Directions for this task
In exact form, please repeat the records from their opening line down to the line with "from batch operations.", including that line.

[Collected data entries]
┌────────

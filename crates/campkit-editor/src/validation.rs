//! Well-formedness checks and constraint clamping
//!
//! Constraint violations are corrected, not rejected: geometry is
//! clamped into range with a warning that carries the attempted and
//! corrected values. Only structurally broken modules (non-finite
//! geometry) are dropped, and only from batch operations.

use campkit_core::constants::MAX_Z_INDEX;
use campkit_core::geometry::MapBounds;
use campkit_core::transform;

use crate::model::Module;

/// True when every geometric field holds a finite number.
pub fn is_well_formed(module: &Module) -> bool {
    module.position.is_finite() && module.size.is_finite() && module.rotation.is_finite()
}

/// Clamp a module's geometry into the allowed ranges, in place.
///
/// Order matters: the size is settled first so the position clamp sees
/// the final extent. Returns true when anything was corrected.
pub fn clamp_geometry(module: &mut Module, bounds: MapBounds) -> bool {
    let mut corrected = false;

    let size = transform::clamp_size(module.size);
    if size != module.size {
        tracing::warn!(
            module = %module.id,
            attempted = ?module.size,
            corrected = ?size,
            "Module size out of range, clamped"
        );
        module.size = size;
        corrected = true;
    }

    let rotation = transform::normalize_rotation(module.rotation);
    if rotation != module.rotation {
        tracing::warn!(
            module = %module.id,
            attempted = module.rotation,
            corrected = rotation,
            "Module rotation out of range, normalized"
        );
        module.rotation = rotation;
        corrected = true;
    }

    if module.z_index > MAX_Z_INDEX {
        tracing::warn!(
            module = %module.id,
            attempted = module.z_index,
            corrected = MAX_Z_INDEX,
            "Module z-index out of range, clamped"
        );
        module.z_index = MAX_Z_INDEX;
        corrected = true;
    }

    let position = transform::clamp_to_bounds(module.position, module.size, bounds);
    if position != module.position {
        tracing::warn!(
            module = %module.id,
            attempted = ?module.position,
            corrected = ?position,
            "Module position outside bounds, clamped"
        );
        module.position = position;
        corrected = true;
    }

    corrected
}

/// Drop malformed modules from a batch, keeping the rest.
///
/// Returns the surviving modules and how many were dropped. Each drop
/// is logged as an error with the module id.
pub fn sanitize_batch(modules: Vec<Module>) -> (Vec<Module>, usize) {
    let total = modules.len();
    let kept: Vec<Module> = modules
        .into_iter()
        .filter(|module| {
            if is_well_formed(module) {
                true
            } else {
                tracing::error!(
                    module = %module.id,
                    kind = %module.kind,
                    "Dropping malformed module from batch"
                );
                false
            }
        })
        .collect();
    let dropped = total - kept.len();
    (kept, dropped)
}
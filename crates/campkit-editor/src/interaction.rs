//! Gesture state machine for pointer-driven transforms
//!
//! A gesture owns the pre-gesture snapshot of every module it touches.
//! The snapshot is captured before the first snap or clamp is applied,
//! which is what makes the eventual undo return modules to their exact
//! starting geometry rather than to an already-snapped position.
//!
//! During a gesture the editor writes candidate geometry straight into
//! the store (live, uncommitted, no timestamps); when the gesture ends
//! the snapshot is diffed against the live state and collapsed into at
//! most one command. Cancelling writes the snapshot back and commits
//! nothing.

use campkit_core::geometry::{MapBounds, Point, Rect, Size};
use campkit_core::transform::{
    clamp_size, clamp_to_bounds, rotation_from_pointer, snap_to_grid, ScaleTranslate,
};
use chrono::{DateTime, Utc};
use uuid::Uuid;

use crate::commands::{
    EditorCommand, MoveEntry, MoveModules, ResizeEntry, ResizeModules, RotateModule,
};
use crate::model::Module;
use crate::store::MapStore;

/// Corner being dragged during a resize.
#[derive(Debug, Clone, Copy, PartialEq, Eq)]
pub enum ResizeHandle {
    TopLeft,
    TopRight,
    BottomLeft,
    BottomRight,
}

impl ResizeHandle {
    /// The corner this handle moves and the opposite, fixed corner.
    fn moved_and_fixed(&self, rect: Rect) -> (Point, Point) {
        let tl = Point::new(rect.min_x(), rect.min_y());
        let tr = Point::new(rect.max_x(), rect.min_y());
        let bl = Point::new(rect.min_x(), rect.max_y());
        let br = Point::new(rect.max_x(), rect.max_y());
        match self {
            ResizeHandle::TopLeft => (tl, br),
            ResizeHandle::TopRight => (tr, bl),
            ResizeHandle::BottomLeft => (bl, tr),
            ResizeHandle::BottomRight => (br, tl),
        }
    }

    /// Selection box after dragging this handle by (dx, dy).
    ///
    /// The moved corner optionally snaps to the grid; the opposite
    /// corner stays fixed. Crossing over the fixed corner flips the
    /// box rather than producing a negative extent.
    pub fn resize_box(&self, start: Rect, dx: f64, dy: f64, grid: Option<f64>) -> Rect {
        let (moved, fixed) = self.moved_and_fixed(start);
        let mut moved = moved.offset(dx, dy);
        if let Some(grid) = grid {
            moved = snap_to_grid(moved, grid);
        }
        Rect::from_corners(moved, fixed)
    }
}

/// Pre-gesture geometry of one module.
#[derive(Debug, Clone)]
pub struct CapturedModule {
    pub id: Uuid,
    pub position: Point,
    pub size: Size,
    pub rotation: f64,
    pub updated_at: DateTime<Utc>,
}

impl CapturedModule {
    pub fn of(module: &Module) -> Self {
        Self {
            id: module.id,
            position: module.position,
            size: module.size,
            rotation: module.rotation,
            updated_at: module.updated_at,
        }
    }

    /// Write the captured geometry back (gesture cancel).
    pub(crate) fn restore(&self, store: &mut MapStore) {
        if let Some(module) = store.module_mut(self.id) {
            module.position = self.position;
            module.size = self.size;
            module.rotation = self.rotation;
        }
    }
}

/// An in-flight move of the selected modules.
#[derive(Debug, Clone)]
pub struct DragGesture {
    /// Plane point where the pointer went down.
    pub origin: Point,
    pub start: Vec<CapturedModule>,
}

impl DragGesture {
    /// Candidate positions for the current pointer location.
    ///
    /// The first captured module anchors grid snapping: its snapped
    /// position defines the shared delta, so a group keeps its internal
    /// layout. Every member is then clamped to the bounds on its own.
    pub fn target_positions(
        &self,
        pointer: Point,
        grid: Option<f64>,
        bounds: MapBounds,
    ) -> Vec<(Uuid, Point)> {
        let mut dx = pointer.x - self.origin.x;
        let mut dy = pointer.y - self.origin.y;
        if let (Some(grid), Some(anchor)) = (grid, self.start.first()) {
            let snapped = snap_to_grid(anchor.position.offset(dx, dy), grid);
            dx = snapped.x - anchor.position.x;
            dy = snapped.y - anchor.position.y;
        }
        self.start
            .iter()
            .map(|captured| {
                let candidate = captured.position.offset(dx, dy);
                (
                    captured.id,
                    clamp_to_bounds(candidate, captured.size, bounds),
                )
            })
            .collect()
    }

    /// Collapse the gesture into one command, diffing the snapshot
    /// against the final live state. `None` when nothing moved.
    pub fn to_command(&self, store: &MapStore) -> Option<EditorCommand> {
        let entries: Vec<MoveEntry> = self
            .start
            .iter()
            .filter_map(|captured| {
                let live = store.module(captured.id)?;
                if live.position == captured.position {
                    return None;
                }
                Some(MoveEntry {
                    id: captured.id,
                    old_position: captured.position,
                    new_position: live.position,
                    old_updated_at: captured.updated_at,
                })
            })
            .collect();
        if entries.is_empty() {
            return None;
        }
        Some(EditorCommand::Move(MoveModules {
            entries,
            stamp: Utc::now(),
        }))
    }
}

/// An in-flight resize of the selection box.
#[derive(Debug, Clone)]
pub struct ResizeGesture {
    pub handle: ResizeHandle,
    /// Plane point where the pointer went down.
    pub origin: Point,
    /// Selection box (unrotated rects) at gesture start.
    pub start_box: Rect,
    pub start: Vec<CapturedModule>,
}

impl ResizeGesture {
    /// Candidate rectangles for the current pointer location.
    ///
    /// The transform that maps the starting selection box onto the
    /// dragged box is applied to every member, then each member is
    /// clamped to the size limits and the bounds independently.
    pub fn target_rects(
        &self,
        pointer: Point,
        grid: Option<f64>,
        bounds: MapBounds,
    ) -> Vec<(Uuid, Point, Size)> {
        let dx = pointer.x - self.origin.x;
        let dy = pointer.y - self.origin.y;
        let new_box = self.handle.resize_box(self.start_box, dx, dy, grid);
        let transform = ScaleTranslate::between(&self.start_box, &new_box);

        self.start
            .iter()
            .map(|captured| {
                let rect =
                    transform.apply_rect(Rect::from_point_size(captured.position, captured.size));
                let size = clamp_size(rect.size());
                let position = clamp_to_bounds(rect.position(), size, bounds);
                (captured.id, position, size)
            })
            .collect()
    }

    /// Collapse the gesture into one command. `None` when no module
    /// changed its rectangle.
    pub fn to_command(&self, store: &MapStore) -> Option<EditorCommand> {
        let entries: Vec<ResizeEntry> = self
            .start
            .iter()
            .filter_map(|captured| {
                let live = store.module(captured.id)?;
                if live.position == captured.position && live.size == captured.size {
                    return None;
                }
                Some(ResizeEntry {
                    id: captured.id,
                    old_position: captured.position,
                    old_size: captured.size,
                    new_position: live.position,
                    new_size: live.size,
                    old_updated_at: captured.updated_at,
                })
            })
            .collect();
        if entries.is_empty() {
            return None;
        }
        Some(EditorCommand::Resize(ResizeModules {
            entries,
            stamp: Utc::now(),
        }))
    }
}

/// An in-flight rotation of a single module.
#[derive(Debug, Clone)]
pub struct RotateGesture {
    pub id: Uuid,
    /// Pivot, fixed at gesture start (module center).
    pub center: Point,
    pub start: CapturedModule,
}

impl RotateGesture {
    /// Rotation implied by the current pointer location.
    pub fn target_rotation(&self, pointer: Point, snap_angle: Option<f64>) -> f64 {
        rotation_from_pointer(self.center, pointer, snap_angle)
    }

    /// Collapse the gesture into one command. `None` when the rotation
    /// ends where it started.
    pub fn to_command(&self, store: &MapStore) -> Option<EditorCommand> {
        let live = store.module(self.id)?;
        if live.rotation == self.start.rotation {
            return None;
        }
        Some(EditorCommand::Rotate(RotateModule {
            id: self.id,
            old_rotation: self.start.rotation,
            new_rotation: live.rotation,
            old_updated_at: self.start.updated_at,
            stamp: Utc::now(),
        }))
    }
}

/// What the pointer is currently doing.
///
/// Dragging, resizing, and rotating mutate module geometry and commit
/// a command on completion; panning only moves the viewport and leaves
/// no trace in history.
#[derive(Debug, Clone, Default)]
pub enum InteractionState {
    #[default]
    Idle,
    Dragging(DragGesture),
    Resizing(ResizeGesture),
    Rotating(RotateGesture),
    Panning {
        /// Last screen point, for incremental pan deltas.
        last: Point,
    },
}

impl InteractionState {
    pub fn is_idle(&self) -> bool {
        matches!(self, InteractionState::Idle)
    }

    /// Ids of modules with uncommitted live geometry.
    pub fn active_ids(&self) -> Vec<Uuid> {
        match self {
            InteractionState::Dragging(g) => g.start.iter().map(|c| c.id).collect(),
            InteractionState::Resizing(g) => g.start.iter().map(|c| c.id).collect(),
            InteractionState::Rotating(g) => vec![g.id],
            InteractionState::Idle | InteractionState::Panning { .. } => Vec::new(),
        }
    }
}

└────────

Answer below
filename crates/campkit-editor/src/validation.rs
//! Well-formedness checks and constraint clamping
//!
//! Constraint violations are corrected, not rejected: geometry is
//! clamped into range with a warning that carries the attempted and
//! corrected values. Only structurally broken modules (non-finite
//! geometry) are dropped, and only from batch operations.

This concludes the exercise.